Find the best 1-feature split by scanning candidate thresholds and choosing the lowest weighted Gini impurity. For each threshold t: split into left (X<t) and right (X≥t), compute weighted Gini. Library: DecisionTreeClassifier(max_depth=1) reads tree_.threshold[0]. RESULT: best threshold.

By hand

With scikit-learn

DecisionTreeClassifier(max_depth=1) fits a single split and stores the chosen threshold in clf.tree_.threshold[0].

naive.py
X = [1, 2, 3, 5, 7, 8]
y = [0, 0, 0, 1, 1, 1]
n = len(X)
thresholds = [2.5, 4.0, 6.0]
best_t = None
best_wg = 1.0
for t in thresholds:
    left_y  = [y[i] for i in range(n) if X[i] <  t]
    right_y = [y[i] for i in range(n) if X[i] >= t]
    nl = len(left_y)
    nr = len(right_y)
    c0l = left_y.count(0)
    gl = 1 - (c0l / nl) ** 2 - ((nl - c0l) / nl) ** 2
    c0r = right_y.count(0)
    gr = 1 - (c0r / nr) ** 2 - ((nr - c0r) / nr) ** 2
    wg = (nl / n) * gl + (nr / n) * gr
    if wg < best_wg:
        best_wg = wg
        best_t = t
print('RESULT:', best_t)
library.py
from sklearn.tree import DecisionTreeClassifier
from dalib.display import set_display
set_display()

X = [[1], [2], [3], [5], [7], [8]]
y = [0, 0, 0, 1, 1, 1]
clf = DecisionTreeClassifier(max_depth=1, random_state=0)
clf.fit(X, y)
threshold = round(float(clf.tree_.threshold[0]), 4)
print('sklearn threshold:', threshold)
print('RESULT:', threshold)
sklearn threshold: 4.0
RESULT: 4.0

Implementation notes

  • sklearn's split condition is feature ≤ threshold (left), > threshold (right).
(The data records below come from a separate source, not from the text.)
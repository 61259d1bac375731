//! Directory-backed reference store: one JPEG per resident, `<root>/<key>.jpg`.
//!
//! Writes go to a hidden staging file in the same directory and are renamed
//! into place, so a concurrent reader sees either the old reference or the
//! new one, never a partial file. A staged write that is not committed is
//! deleted when it goes out of scope.
//!
//! Staging files are created owner-only; references are widened to
//! `0644` before they are committed so other local readers can open them.

use crate::codec::{self, REFERENCE_JPEG_QUALITY};
use crate::error::FaceError;
use image::DynamicImage;
use std::fs;
use std::io::{self, Write};
use std::path::{Path, PathBuf};
use tempfile::NamedTempFile;

const REFERENCE_EXTENSION: &str = "jpg";
const STAGING_PREFIX: &str = ".staging-";
const MAX_KEY_LEN: usize = 128;
#[cfg(unix)]
const REFERENCE_MODE: u32 = 0o644;

/// Check that `key` can be used verbatim as a file stem.
pub fn validate_key(key: &str) -> Result<(), FaceError> {
    if key.is_empty() || key.len() > MAX_KEY_LEN {
        return Err(FaceError::InvalidIdentity(format!(
            "must be 1-{MAX_KEY_LEN} characters"
        )));
    }
    if key.starts_with('.') {
        return Err(FaceError::InvalidIdentity(format!("{key:?} must not start with '.'")));
    }
    if let Some(bad) = key
        .chars()
        .find(|c| !(c.is_ascii_alphanumeric() || matches!(c, '_' | '-' | '.')))
    {
        return Err(FaceError::InvalidIdentity(format!(
            "{key:?} contains unsupported character {bad:?}"
        )));
    }
    Ok(())
}

/// Flat directory of reference images keyed by resident id.
#[derive(Debug, Clone)]
pub struct ReferenceStore {
    root: PathBuf,
}

impl ReferenceStore {
    /// The root directory is created lazily on first write.
    pub fn new(root: impl Into<PathBuf>) -> Self {
        Self { root: root.into() }
    }

    pub fn root(&self) -> &Path {
        &self.root
    }

    /// Deterministic location of the reference for `key`.
    pub fn path_for(&self, key: &str) -> Result<PathBuf, FaceError> {
        validate_key(key)?;
        Ok(self.root.join(format!("{key}.{REFERENCE_EXTENSION}")))
    }

    /// Encode `image` into a staging file next to its final location.
    pub fn stage(&self, key: &str, image: &DynamicImage) -> Result<StagedReference, FaceError> {
        let target = self.path_for(key)?;
        let jpeg = codec::encode_jpeg(image, REFERENCE_JPEG_QUALITY)?;

        fs::create_dir_all(&self.root).map_err(FaceError::StoreWrite)?;
        let mut file = tempfile::Builder::new()
            .prefix(STAGING_PREFIX)
            .suffix(&format!(".{REFERENCE_EXTENSION}"))
            .tempfile_in(&self.root)
            .map_err(FaceError::StoreWrite)?;
        file.write_all(&jpeg).map_err(FaceError::StoreWrite)?;
        #[cfg(unix)]
        {
            use std::os::unix::fs::PermissionsExt;
            file.as_file()
                .set_permissions(fs::Permissions::from_mode(REFERENCE_MODE))
                .map_err(FaceError::StoreWrite)?;
        }
        file.as_file().sync_all().map_err(FaceError::StoreWrite)?;

        tracing::debug!(key, staged = %file.path().display(), bytes = jpeg.len(), "reference staged");

        Ok(StagedReference {
            key: key.to_string(),
            file,
            target,
        })
    }

    /// Store `image` as the reference for `key`, replacing any previous one.
    pub fn put(&self, key: &str, image: &DynamicImage) -> Result<PathBuf, FaceError> {
        self.stage(key, image)?.commit()
    }

    /// Reference image for `key`, or `None` if nothing is enrolled under it.
    pub fn get(&self, key: &str) -> Result<Option<DynamicImage>, FaceError> {
        let path = self.path_for(key)?;
        read_reference(&path)
    }

    /// Every enrolled `(key, path)`, sorted by key. A missing root is an empty store.
    pub fn list(&self) -> Result<Vec<(String, PathBuf)>, FaceError> {
        let entries = match fs::read_dir(&self.root) {
            Ok(entries) => entries,
            Err(e) if e.kind() == io::ErrorKind::NotFound => return Ok(Vec::new()),
            Err(e) => return Err(FaceError::StoreRead(e)),
        };

        let mut refs = Vec::new();
        for entry in entries {
            let entry = entry.map_err(FaceError::StoreRead)?;
            let path = entry.path();
            if !entry.file_type().map_err(FaceError::StoreRead)?.is_file() {
                continue;
            }
            let is_reference = path
                .extension()
                .and_then(|e| e.to_str())
                .is_some_and(|e| e == REFERENCE_EXTENSION);
            let Some(key) = path.file_stem().and_then(|s| s.to_str()) else {
                continue;
            };
            if !is_reference || validate_key(key).is_err() {
                continue;
            }
            refs.push((key.to_string(), path.clone()));
        }
        refs.sort_by(|a, b| a.0.cmp(&b.0));
        Ok(refs)
    }

    /// Delete the reference for `key`. Returns whether one existed.
    pub fn remove(&self, key: &str) -> Result<bool, FaceError> {
        let path = self.path_for(key)?;
        match fs::remove_file(&path) {
            Ok(()) => Ok(true),
            Err(e) if e.kind() == io::ErrorKind::NotFound => Ok(false),
            Err(e) => Err(FaceError::StoreWrite(e)),
        }
    }

    pub fn len(&self) -> Result<usize, FaceError> {
        Ok(self.list()?.len())
    }

    pub fn is_empty(&self) -> Result<bool, FaceError> {
        Ok(self.len()? == 0)
    }
}

/// Read and decode a stored reference; `None` if the file does not exist.
pub fn read_reference(path: &Path) -> Result<Option<DynamicImage>, FaceError> {
    match fs::read(path) {
        Ok(bytes) => codec::decode_bytes(&bytes).map(Some),
        Err(e) if e.kind() == io::ErrorKind::NotFound => Ok(None),
        Err(e) => Err(FaceError::StoreRead(e)),
    }
}

/// A fully written reference that is not yet visible under its key.
///
/// Dropping it without [`commit`](Self::commit) removes the staging file.
pub struct StagedReference {
    key: String,
    file: NamedTempFile,
    target: PathBuf,
}

impl StagedReference {
    pub fn key(&self) -> &str {
        &self.key
    }

    /// Decode the staged JPEG exactly as it will be stored.
    pub fn load(&self) -> Result<DynamicImage, FaceError> {
        let bytes = fs::read(self.file.path()).map_err(FaceError::StoreRead)?;
        codec::decode_bytes(&bytes)
    }

    /// Atomically move the staged file onto the key's path.
    pub fn commit(self) -> Result<PathBuf, FaceError> {
        self.file
            .persist(&self.target)
            .map_err(|e| FaceError::StoreWrite(e.error))?;
        tracing::debug!(key = %self.key, path = %self.target.display(), "reference committed");
        Ok(self.target)
    }
}
use thiserror::Error;

/// Errors surfaced by the enrollment and matching workflow.
#[derive(Error, Debug)]
pub enum FaceError {
    #[error("invalid image: {0}")]
    InvalidImage(String),
    #[error("invalid resident id: {0}")]
    InvalidIdentity(String),
    #[error("no face detected in image")]
    NoFaceDetected,
    #[error("resident image not found: {0}")]
    IdentityNotFound(String),
    #[error("failed to write reference image: {0}")]
    StoreWrite(#[source] std::io::Error),
    #[error("failed to read reference image: {0}")]
    StoreRead(#[source] std::io::Error),
    #[error("feature extraction failed: {0}")]
    ExtractionBackend(String),
    #[error("invalid configuration: {0}")]
    Config(String),
}

impl FaceError {
    /// Short machine-readable kind, stable across message wording changes.
    pub fn kind(&self) -> &'static str {
        match self {
            FaceError::InvalidImage(_) => "invalid_image",
            FaceError::InvalidIdentity(_) => "invalid_identity",
            FaceError::NoFaceDetected => "no_face_detected",
            FaceError::IdentityNotFound(_) => "identity_not_found",
            FaceError::StoreWrite(_) => "store_write",
            FaceError::StoreRead(_) => "store_read",
            FaceError::ExtractionBackend(_) => "extraction_backend",
            FaceError::Config(_) => "config",
        }
    }
}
The naive uses strict < — equivalent here because no training sample equals 4.0 (the midpoint (3+5)/2=4.0 lies between feature values).
  • Candidate thresholds are midpoints between adjacent sorted feature values. Three candidates [2.5, 4.0, 6.0] cover the informative region; symmetric outer candidates give higher impurity and are omitted.
  • Weighted Gini = (n_left/n)·Gini_left + (n_right/n)·Gini_right. At t=4.0 both children are pure (Gini=0) so weighted Gini=0 — the global minimum.
  • Cross-reference: gini-impurity (this chapter) for the per-node formula; decision-stump-predict (this chapter) applies the found threshold.